Cities have varying rules about "recreational fires," often involving the fire's size, wind speeds, what can be burned, how close it can burn to buildings and hours that the fires are allowed. Some cities require permits. Some will issue tickets if rules aren't being followed.Uh, oh. I spoke too soon.
Edina resident Rick Hauser told the Edina City Council in July that frequent fires nearby were making life difficult for his family.It looks like Rick is a lawyer. Surprised?
"Our house fills up with smoke," he told them. "An in-ground fire pit is too big for our neighborhood."
He suggested a host of changes, including limiting the frequency in which fires are allowed.
Just what we need, another hand-wringing, mamby-pamby, winge-filled, whiney-woo lawyer in Edina. (I’m all for lawyers and the legal system, I’m just not convinced they all work for interests other than their own and their “billable” hours.)
Tell you what, Rick. Here’s my advice. Start looking for the contractor who designed and built your house. You can probably sue them for not using windows to seal up those vast, yawning holes that riddle the walls of your home.
While you’re at it why not bill your neighbors for the cost of air freshener, fans, and fragrence-free odor-neutralizing incense. That might also rid your house of the unwanted smoke from your crack-pipe.
Minneapolis resident Lisa Nabbefeld said she isn't against back-yard fires altogether, but thinks they turn offensive when people burn green wood or other particularly smoky materials too often.Offensive??? What’s this too smokey, too often business?
Nabbefeld said she talked with her fire-enthusiast neighbors about the smoke…I bet that went well. That phrase reminds me of a gal that lived above me in St. Paul who had a lot of “concerns”. Oi gevalt, she had “issues”, too.
…but that only seemed to make things worse…I’m not surprised!
…Then she eventually contacted authorities, and at one point they sent a giant fire truck to put out the fire, which had grown bigger than the city allows.Uh, that doesn’t sound like a neighborhood fire, that sounds like an actual blaze. Of course, someone might have exaggerated. Hard to tell when our dilligent wordsmiths didn’t manage to find the other side of Nabbefeld’s story.
Besides, what could be better than the wodnerful smell of a roaring fire? Let me rephrase that. What could be better than the wonderful smell of a controlled, roaring fire? Better make that, what could be better than the wonderful smell of a controlled, roaring, intentional fire?
Wait. What could be better than the wonderful smell of a controlled, roaring, intentional, non-arson fire?
Reek??? Feeling of helplessness???While her relationship with her neighbor has cooled, and that makes her sad, she said, the fires have continued. It's driven her to thoughts of selling her house.

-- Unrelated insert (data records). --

// Copyright 2021 Datafuse Labs.
//
// Licensed under the Apache License, Version 2.0 (the "License");
// you may not use this file except in compliance with the License.
// You may obtain a copy of the License at
//
//     http://www.apache.org/licenses/LICENSE-2.0
//
// Unless required by applicable law or agreed to in writing, software
// distributed under the License is distributed on an "AS IS" BASIS,
// WITHOUT WARRANTIES OR CONDITIONS OF ANY KIND, either express or implied.
// See the License for the specific language governing permissions and
// limitations under the License.

use std::sync::atomic::AtomicBool;
use std::sync::atomic::Ordering;
use std::sync::Arc;

use async_raft::raft::AppendEntriesRequest;
use async_raft::raft::InstallSnapshotRequest;
use async_raft::raft::VoteRequest;
use common_beacon_raft_store::state_machine::GroupStateMachine;
use common_beacon_rpc::BeaconMes;
use common_beacon_rpc::BeaconService;
use common_beacon_types::ErrCode;
use common_beacon_types::ManagerRequest;
use common_beacon_types::ManagerResponse;
use common_beacon_types::NamingRequest;
use common_beacon_types::NamingResponse;
use common_beacon_types::QueryOpType;
use common_beacon_types::QueryRequest;
use common_beacon_types::QueryResponse;
use common_beacon_types::RaftControlRequest;
use common_beacon_types::RaftControlResponse;
use common_beacon_types::TsoRequest;
use common_beacon_types::TsoResponse;
use common_beacon_types::GROUP_AUTO_INCR;
use common_beacon_types::GROUP_CATALOG;
use common_beacon_types::GROUP_TSO;
use common_tracing::tracing;
use serde::Serialize;
use tonic::Request;
use tonic::Response;
use tonic::Status;

use crate::discovery::message::GroupRpc;
use crate::discovery::message::GroupRpcReply;
use crate::discovery::raft_control::raft_control;
use crate::discovery::BeaconNode;
use crate::discovery::GroupHandle;

/// The public RPC surface of one replica.
pub struct BeaconServiceImpl {
    node: Arc<BeaconNode>,
    initialized: AtomicBool,
}

impl BeaconServiceImpl {
    pub fn new(node: Arc<BeaconNode>) -> Self {
        Self {
            node,
            initialized: AtomicBool::new(false),
        }
    }

    /// Flip once the node finished booting; queries before that answer
    /// `HaveNotInit` and clients retry.
    pub fn set_initialized(&self) {
        self.initialized.store(true, Ordering::Release);
    }

    fn is_initialized(&self) -> bool {
        self.initialized.load(Ordering::Acquire)
    }

    fn reply<T: Serialize>(v: &T) -> Result<Response<BeaconMes>, Status> {
        let data = serde_json::to_string(v)
            .map_err(|e| Status::internal(format!("serialize reply: {}", e)))?;
        Ok(Response::new(BeaconMes::from_data(data)))
    }

    async fn do_query(&self, req: QueryRequest) -> QueryResponse {
        let sm = self.node.catalog.store.state_machine.read().await;

        match req.op_type {
            QueryOpType::QueryApp => {
                let mut resp = QueryResponse::success();
                match &req.app_name {
                    Some(name) => match sm.get_app(name) {
                        Some(app) => resp.apps.push(app),
                        None => {
                            return QueryResponse::error(ErrCode::InputParamError, "app not exist");
                        }
                    },
                    None => resp.apps = sm.list_apps(),
                }
                resp
            }
            QueryOpType::QueryZone => {
                let app_name = match &req.app_name {
                    Some(a) => a,
                    None => return QueryResponse::error(ErrCode::InputParamError, "no app_name"),
                };
                let mut resp = QueryResponse::success();
                match &req.zone_name {
                    Some(zone) => match sm.get_zone(app_name, zone) {
                        Some(z) => resp.zones.push(z),
                        None => {
                            return QueryResponse::error(ErrCode::InputParamError, "zone not exist");
                        }
                    },
                    None => resp.zones = sm.list_zones(app_name),
                }
                resp
            }
            QueryOpType::QueryServlet => {
                let app_name = match &req.app_name {
                    Some(a) => a,
                    None => return QueryResponse::error(ErrCode::InputParamError, "no app_name"),
                };
                let mut resp = QueryResponse::success();
                match (&req.zone_name, &req.servlet_name) {
                    (Some(zone), Some(servlet)) => {
                        match sm.get_servlet(app_name, zone, servlet) {
                            Some(s) => resp.servlets.push(s),
                            None => {
                                return QueryResponse::error(
                                    ErrCode::InputParamError,
                                    "servlet not exist",
                                );
                            }
                        }
                    }
                    (zone, _) => {
                        resp.servlets = sm.list_servlets(app_name, zone.as_deref());
                    }
                }
                resp
            }
            QueryOpType::QueryUserPrivilege => {
                let user = match &req.user_name {
                    Some(u) => u,
                    None => return QueryResponse::error(ErrCode::InputParamError, "no user_name"),
                };
                match sm.get_privilege(user) {
                    Some(p) => {
                        let mut resp = QueryResponse::success();
                        resp.privileges.push(p);
                        resp
                    }
                    None => QueryResponse::error(ErrCode::InputParamError, "username not exist"),
                }
            }
            QueryOpType::QueryPrivilegeFlatten => {
                let mut resp = QueryResponse::success();
                resp.flatten_privileges = sm.flatten_privileges(req.user_name.as_deref());
                resp
            }
            QueryOpType::QueryGetConfig => {
                let name = match &req.config_name {
                    Some(n) => n,
                    None => {
                        return QueryResponse::error(ErrCode::InputParamError, "no config_name");
                    }
                };
                match sm.get_config(name, req.config_version) {
                    Some(c) => {
                        let mut resp = QueryResponse::success();
                        resp.config_infos.push(c);
                        resp
                    }
                    None => QueryResponse::error(ErrCode::InputParamError, "config not exist"),
                }
            }
            QueryOpType::QueryListConfig => {
                let mut resp = QueryResponse::success();
                resp.config_infos = sm.list_configs();
                resp
            }
            QueryOpType::QueryListConfigVersion => {
                let name = match &req.config_name {
                    Some(n) => n,
                    None => {
                        return QueryResponse::error(ErrCode::InputParamError, "no config_name");
                    }
                };
                let versions = sm.list_config_versions(name);
                if versions.is_empty() {
                    return QueryResponse::error(ErrCode::InputParamError, "config not exist");
                }
                let mut resp = QueryResponse::success();
                resp.config_versions = versions;
                resp
            }
        }
    }

    async fn group_append<SM: GroupStateMachine>(
        group: &GroupHandle<SM>,
        data: &str,
    ) -> GroupRpcReply {
        match serde_json::from_str::<AppendEntriesRequest<SM::Req>>(data) {
            Ok(rpc) => match group.raft.append_entries(rpc).await {
                Ok(r) => GroupRpcReply::ok(&r),
                Err(e) => GroupRpcReply::err(e),
            },
            Err(e) => GroupRpcReply::err(e),
        }
    }

    async fn group_vote<SM: GroupStateMachine>(
        group: &GroupHandle<SM>,
        data: &str,
    ) -> GroupRpcReply {
        match serde_json::from_str::<VoteRequest>(data) {
            Ok(rpc) => match group.raft.vote(rpc).await {
                Ok(r) => GroupRpcReply::ok(&r),
                Err(e) => GroupRpcReply::err(e),
            },
            Err(e) => GroupRpcReply::err(e),
        }
    }

    async fn group_install<SM: GroupStateMachine>(
        group: &GroupHandle<SM>,
        data: &str,
    ) -> GroupRpcReply {
        match serde_json::from_str::<InstallSnapshotRequest>(data) {
            Ok(rpc) => match group.raft.install_snapshot(rpc).await {
                Ok(r) => GroupRpcReply::ok(&r),
                Err(e) => GroupRpcReply::err(e),
            },
            Err(e) => GroupRpcReply::err(e),
        }
    }

    fn parse_group_rpc(mes: &BeaconMes) -> Result<GroupRpc, Status> {
        serde_json::from_str(&mes.data)
            .map_err(|e| Status::invalid_argument(format!("bad group rpc: {}", e)))
    }
}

"What a feeling of helplessness," she sighed. "If you forget to close your windows ... your house and your bedding and your carpet all reek of smoke."
These are the same people who don’t like you cutting your hard or using a weed-whip or a leaf blower for fear of the smell from the gas burning engine… not to mention the possibility of anyone with allergies to grass clippings. (Don’t most of those folks have crappy looking lawns that more closely resemble the untouched wild than a neighborhood yard?) These are the same people who don’t like city lights downtown at night in their neighborhood (and refuse to use curtains even at the expense of the company with the city lights).
Maybe Walter E. Williams was right. Go porcs!